By Its Cover: The Piano Teacher

By Its Cover is a series of posts wherein I read a book based solely on my love of the cover. No reading the jacket, no checking reviews!

I was pleasantly surprised by The Piano Teacher, by Janice Y. K. Lee. Lured by the graceful curve of a neck and the beautiful combination of colours, I found myself, unexpectedly, reading a book set in World War II. With a bit of a twist. A twist for me at any rate…while I have read many a book set in this time period, mostly in Britain, sometimes in France or Poland, I have never read one set in Hong Kong where this novel takes place. At second glance the cover does have a slight oriental feel to it, with the pop of orange flowers, but I don’t think I thought about that before reading.

Claire Pendleton is the piano teacher of the title. In May of 1952 she arrives in Hong Kong with her husband of a few months. He is an engineer assigned to oversee the building of the Tai Lam Cheung reservoir. Claire doesn’t particularly love her husband. While acknowledging that he is a good man, she married him to escape a dull life.

To fill her days, Claire becomes a piano teacher for Locket, the spoiled daughter of a wealthy Chinese couple, Victor and Melody Chen. Also in their employ is Will Truesdale, their English chauffeur. It is here that all parts of the story intersect, slowly unravelling to be gracefully knitted back together again by Lee.

Hong Kong suits Claire. While other British expats wilt in the heat, she glows. “Something about the tropical clime had ripened her appearance, brought everything into harmony.” She is opening up and blooming like an exotic flower in the sultry Asian climate. An unintended consequence is that she finds herself doing things that she would never have considered back home…a little pilfering from her employers and an affair with Will.

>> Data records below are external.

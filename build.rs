// Bake the git describe string into the binary for --version

use std::process::Command;

fn main() {
    println!("cargo:rerun-if-changed=.git/HEAD");
    println!("cargo:rerun-if-changed=.git/refs");

    let describe = git_describe().unwrap_or_else(|| env!("CARGO_PKG_VERSION").to_string());
    println!("cargo:rustc-env=GIT_DESCRIBE={}", describe);
}

fn git_describe() -> Option<String> {
    let output = Command::new("git")
        .args(["describe", "--tags", "--always", "--dirty"])
        .output()
        .ok()?;
    if !output.status.success() {
        return None;
    }
    let describe = String::from_utf8_lossy(&output.stdout).trim().to_string();
    if describe.is_empty() { None } else { Some(describe) }
}
pub mod tracker_service;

But this is the story of two love affairs, set a decade apart and and told through flashbacks, we learn of Will’s prior relationship with the beautiful and enigmatic Trudy Liang, daughter of a Chinese father and Portugese mother. He meets her on his arrival in Hong Kong and is immediately swept into her lavish world of cocktail parties, meeting her cousins Victor and Melody Chen. But a few short months later, in December 1941, the Japanese invade Hong Kong and when the British surrender the colony on Christmas day, all British expatriates, along with a handful of Americans and other nationals are interned at the Stanley internment camp.

And so the stage is set for an age old dilemma. How far is a person prepared to go for survival? And what are the consequences years later? While Will struggles to endure the harshness of the camp with many of the other British characters, Trudy has her own struggles on the outside. And then there is Victor Chen, who has his own way of doing things.

And in the midst of the two love affairs set years apart is the mystery of the priceless Chinese artifacts that have disappeared and are being sought after by the Japanese during the war. On this mystery hinges greed and betrayal and the choices that ripple through the years. It is the devastating impact of war that confronts Claire when she lands in 1952 Hong Kong, faced with the brittleness of English society, shot through with pettiness as well as the greed of the wealthy Chinese. For Claire has unwittingly become a catalyst for bringing the past into the present. War, as always, proves ugly.

If you’re a fan of WWII literature like myself, this is a great book to read. Lee has synthesized the lush and nuanced, the brutal and forlorn all at the same time.

The author herself was born and raised in Hong Kong and clearly knows her stuff. I enjoyed this book enough that I checked to see if she had written any others. She has…a book entitled The Expatriates, also about women in Hong Kong. I shall be adding it to my list.